For details on JavaScript support across browsers I recommend
Peter-Paul Koch's http://www.quirksmode.org/
>The page also is using ypSlideoutMenu from 2001. Anyone familiar
>with this? Would you consider it acceptable javascript?
>
>http://cvs.sourceforge.net/viewcvs.py/ypslideoutmenus/ypSlideOutMenus/ypSlideOutMenus.js?rev=1.2&view=auto
>
>http://ypslideoutmenus.sourceforge.net/demo/index.html
I don't think it makes the grade:
- It requires a mouse and doesn't work from the keyboard.
- It uses inline scripting instead of unobtrusively applying
behaviors from an external script.
- It mis-uses markup attributes such as title.

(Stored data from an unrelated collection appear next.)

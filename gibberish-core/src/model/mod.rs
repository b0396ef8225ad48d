//! Top-level module for the word-level Markov system.
//!
//! It includes:
//! - The bounded sliding window over recent words (`ContextWindow`)
//! - Per-context frequency distributions (`State`)
//! - The trainable model itself (`MarkovModel`)
//! - The lazy generation driver (`Gibberish`)
//! - Generation configuration (`GenerationInput`)

/// Bounded, ordered queue of the most recent tokens.
///
/// Used during training to key observations and during generation
/// as the rolling context.
pub mod context_window;

/// k-th order Markov model over words.
///
/// Handles training (`witness`), sampling (`sample`) and
/// seeding new generations from stored contexts.
pub mod markov_model;

/// Lazy, infinite token stream sampled from a trained model.
pub mod gibberish;

/// Generation parameters (count, seed, prehistory, strategy).
pub mod generation_input;

/// How a candidate is drawn from a frequency distribution.
pub mod sampling;

/// Internal frequency distribution attached to a single context.
///
/// Not exposed publicly.
mod state;

/// A single word. Compared by value, never normalized.
pub type Token = String;
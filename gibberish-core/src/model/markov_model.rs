use std::collections::BTreeMap;
use std::fmt;

use indexmap::IndexMap;
use log::debug;
use rand::Rng;
use rand::seq::IteratorRandom;
use serde::Serialize;

use crate::error::ModelError;
use super::context_window::ContextWindow;
use super::generation_input::GenerationInput;
use super::gibberish::Gibberish;
use super::sampling::SamplingStrategy;
use super::state::State;
use super::Token;

/// A k-th order Markov model of word transitions.
///
/// The order `k` is the full span of the training window, including the
/// predicted word: stored contexts are `k - 1` words long.
///
/// # Responsibilities
/// - Accumulate context → next-word counts while witnessing a corpus
/// - Sample the next word for a known context
/// - Seed and drive lazy generation
///
/// # Invariants
/// - `order >= 1`
/// - Every stored context has exactly `context_len()` tokens
/// - Every stored count is strictly positive
#[derive(Clone, Debug)]
pub struct MarkovModel {
	/// Window span, including the predicted word
	order: usize,

	/// Number of witnessed transitions
	witnessed: usize,

	/// Mapping from a context to the words that followed it
	states: BTreeMap<Vec<Token>, State>,

	/// Training window (capacity `order`)
	window: ContextWindow,

	/// Default draw used by `sample` and new generations
	strategy: SamplingStrategy,
}

/// Summary of a trained model.
#[derive(Serialize, Clone, Debug, PartialEq, Eq)]
pub struct ModelStats {
	pub order: usize,
	pub context_len: usize,
	pub witnessed: usize,
	pub contexts: usize,
}

impl MarkovModel {
	/// Creates an empty model of order `order`.
	///
	/// # Errors
	/// Returns `ModelError::InvalidOrder` if `order < 1`.
	pub fn new(order: usize) -> Result<Self, ModelError> {
		if order < 1 {
			return Err(ModelError::InvalidOrder(order));
		}
		Ok(Self {
			order,
			witnessed: 0,
			states: BTreeMap::new(),
			window: ContextWindow::new(order),
			strategy: SamplingStrategy::default(),
		})
	}

	/// Sets the default sampling strategy.
	pub fn with_strategy(mut self, strategy: SamplingStrategy) -> Self {
		self.strategy = strategy;
		self
	}

	/// Records one word of the training corpus.
	///
	/// The first `order` words only fill the window. Every later word is
	/// counted against the `order - 1` words preceding it.
	pub fn witness(&mut self, token: impl Into<Token>) {
		let token = token.into();
		if !self.window.is_full() {
			self.window.push(token);
			return;
		}

		// The oldest word is not part of the key
		self.window.pop_oldest();
		let key = self.window.to_context();
		self.states.entry(key).or_default().add_transition(token.clone());
		self.witnessed += 1;
		self.window.push(token);
	}

	/// Witnesses every token of `tokens` in order.
	pub fn witness_all<I, T>(&mut self, tokens: I)
	where
		I: IntoIterator<Item = T>,
		T: Into<Token>,
	{
		for token in tokens {
			self.witness(token);
		}
	}

	/// Samples the word following `context` with the default strategy.
	///
	/// # Errors
	/// Returns `ModelError::MissingContext` if `context` was never witnessed.
	pub fn sample<R: Rng + ?Sized>(
		&self,
		context: &[Token],
		rng: &mut R,
	) -> Result<&Token, ModelError> {
		self.sample_with(context, self.strategy, rng)
	}

	/// Samples the word following `context` with an explicit strategy.
	pub fn sample_with<R: Rng + ?Sized>(
		&self,
		context: &[Token],
		strategy: SamplingStrategy,
		rng: &mut R,
	) -> Result<&Token, ModelError> {
		self.states
			.get(context)
			.and_then(|state| state.predict(strategy, rng))
			.ok_or_else(|| ModelError::MissingContext(context.to_vec()))
	}

	/// Returns a lazy, infinite stream starting with `prehistory`.
	///
	/// See `Gibberish` for the exact emission order.
	pub fn gibberish<I, T, R>(&self, prehistory: I, rng: R) -> Gibberish<'_, R>
	where
		I: IntoIterator<Item = T>,
		T: Into<Token>,
		R: Rng,
	{
		Gibberish::new(self, prehistory, rng)
	}

	/// Generates the prehistory followed by `input.count` sampled words.
	///
	/// # Behavior
	/// - Uses `input.prehistory` if set, otherwise a random stored context.
	/// - Uses `input.strategy` if set, otherwise the model default.
	/// - Seeds the random source from `input.seed` if set.
	///
	/// # Errors
	/// Returns `ModelError::MissingContext` as soon as a rolling context is
	/// unknown, or with an empty context if the model was never trained.
	pub fn generate(&self, input: &GenerationInput) -> Result<Vec<Token>, ModelError> {
		let mut rng = input.rng();
		let prehistory = match &input.prehistory {
			Some(prehistory) => prehistory.clone(),
			None => self
				.random_prehistory(&mut rng)
				.ok_or_else(|| ModelError::MissingContext(Vec::new()))?,
		};
		let strategy = input.strategy.unwrap_or(self.strategy);
		let total = prehistory.len().saturating_add(input.count);

		debug!(
			"Generating {} words ({} strategy) from [{}]",
			input.count,
			strategy,
			prehistory.join(" ")
		);

		self.gibberish(prehistory, rng)
			.with_strategy(strategy)
			.take(total)
			.collect()
	}

	/// Returns a uniformly chosen stored context.
	///
	/// Returns `None` if the model is empty.
	pub fn random_prehistory<R: Rng + ?Sized>(&self, rng: &mut R) -> Option<Vec<Token>> {
		self.states.keys().choose(rng).cloned()
	}

	/// Returns the `word => count` map recorded after `context`,
	/// in first-witnessed order.
	pub fn distribution(&self, context: &[Token]) -> Option<&IndexMap<Token, usize>> {
		self.states.get(context).map(State::transitions)
	}

	/// Iterates over stored contexts in sorted order.
	pub fn contexts(&self) -> impl Iterator<Item = &[Token]> {
		self.states.keys().map(Vec::as_slice)
	}

	pub fn order(&self) -> usize {
		self.order
	}

	/// Length of every stored context (`order - 1`).
	pub fn context_len(&self) -> usize {
		self.order - 1
	}

	/// Total number of witnessed transitions.
	pub fn witnessed(&self) -> usize {
		self.witnessed
	}

	pub fn context_count(&self) -> usize {
		self.states.len()
	}

	pub fn is_empty(&self) -> bool {
		self.states.is_empty()
	}

	pub fn strategy(&self) -> SamplingStrategy {
		self.strategy
	}

	pub fn stats(&self) -> ModelStats {
		ModelStats {
			order: self.order,
			context_len: self.context_len(),
			witnessed: self.witnessed,
			contexts: self.states.len(),
		}
	}
}

/// Dumps the frequency table, one context per line:
/// `[the] -> mat:1 cat:1 (2)`
impl fmt::Display for MarkovModel {
	fn fmt(&self, f: &mut fmt::Formatter<'_>) -> fmt::Result {
		for (context, state) in &self.states {
			write!(f, "[{}] ->", context.join(" "))?;
			for (token, count) in state.transitions() {
				write!(f, " {token}:{count}")?;
			}
			writeln!(f, " ({})", state.total())?;
		}
		Ok(())
	}
}
use std::process::ExitCode;

use gibberish_core::io::{analyse, open_corpus, DEFAULT_STRIP_CHARS};
use gibberish_core::model::markov_model::MarkovModel;
use log::info;

mod config;

use config::{CliConfig, USAGE};

fn main() -> ExitCode {
    env_logger::init();

    let config = match CliConfig::parse(std::env::args().skip(1)) {
        Ok(config) => config,
        Err(e) => {
            eprintln!("error: {e}\n\n{USAGE}");
            return ExitCode::from(2);
        }
    };

    if config.help {
        println!("{USAGE}");
        return ExitCode::SUCCESS;
    }

    match run(&config) {
        Ok(()) => ExitCode::SUCCESS,
        Err(e) => {
            eprintln!("error: {e}");
            ExitCode::FAILURE
        }
    }
}

fn run(config: &CliConfig) -> Result<(), Box<dyn std::error::Error>> {
    // Train once over the whole corpus (file, or standard input)
    let mut model = MarkovModel::new(config.order)?;
    let reader = open_corpus(config.corpus.as_ref());
    let count = analyse(reader, &mut model, Some(DEFAULT_STRIP_CHARS))?;
    info!(
        "Trained order {} model on {count} words ({} contexts)",
        model.order(),
        model.context_count()
    );

    if config.dump {
        print!("{model}");
        return Ok(());
    }

    let words = model.generate(&config.input)?;
    println!("{}", words.join(" "));

    Ok(())
}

- The menus are unstructured clusters of anchors inside divs instead
of unordered lists.
- There's no structural relationship in the markup between parent
menu items and their sub-menus.
- When JavaScript isn't running, the individual menu links still work
but the page styling is very broken.
- The only thing this script provides that isn't possible using CSS
alone is the sliding effect, which for me is too minor a benefit to
justify its downsides.
- On the positive side, the script does test for browser capabilities
and doesn't merely sniff HTTP-REFERER.
Mind you, three or four years ago I loved writing scripts like
this. Having had my consciousness raised in the areas of markup
semantics and accessibility I can look back fondly but I can't go back.